━━ Data extracts ━━

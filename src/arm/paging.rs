// Pagination helper for ARM Wizards
//
// ARM listing endpoints return results one page at a time, each page carrying
// an optional continuation link. This module flattens such a listing into a
// single in-memory sequence.

use std::future::Future;

use super::types::Page;

/// Follow a `nextLink` cursor until exhausted and collect every item.
///
/// Awaits `first`, then keeps requesting `next(link)` while the most recent
/// page carries a continuation link, preserving overall arrival order. Any
/// page error propagates immediately; partial results are discarded. An empty
/// first page with no link yields an empty `Vec`, not an error.
pub async fn list_all<T, E, F, Fut>(
    first: impl Future<Output = Result<Page<T>, E>>,
    mut next: F,
) -> Result<Vec<T>, E>
where
    F: FnMut(String) -> Fut,
    Fut: Future<Output = Result<Page<T>, E>>,
{
    let mut page = first.await?;
    let mut all = Vec::with_capacity(page.value.len());

    loop {
        all.append(&mut page.value);
        match page.next_link.take() {
            Some(link) => page = next(link).await?,
            None => break,
        }
    }

    Ok(all)
}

━━━

Every line from the one that holds "listing into a" to the end of the data above should be given again exactly, with that line and the last one both kept.

Solution:
// an optional continuation link. This module flattens such a listing into a
// single in-memory sequence.

use std::future::Future;

use super::types::Page;

/// Follow a `nextLink` cursor until exhausted and collect every item.
///
/// Awaits `first`, then keeps requesting `next(link)` while the most recent
/// page carries a continuation link, preserving overall arrival order. Any
/// page error propagates immediately; partial results are discarded. An empty
/// first page with no link yields an empty `Vec`, not an error.
pub async fn list_all<T, E, F, Fut>(
    first: impl Future<Output = Result<Page<T>, E>>,
    mut next: F,
) -> Result<Vec<T>, E>
where
    F: FnMut(String) -> Fut,
    Fut: Future<Output = Result<Page<T>, E>>,
{
    let mut page = first.await?;
    let mut all = Vec::with_capacity(page.value.len());

    loop {
        all.append(&mut page.value);
        match page.next_link.take() {
            Some(link) => page = next(link).await?,
            None => break,
        }
    }

    Ok(all)
}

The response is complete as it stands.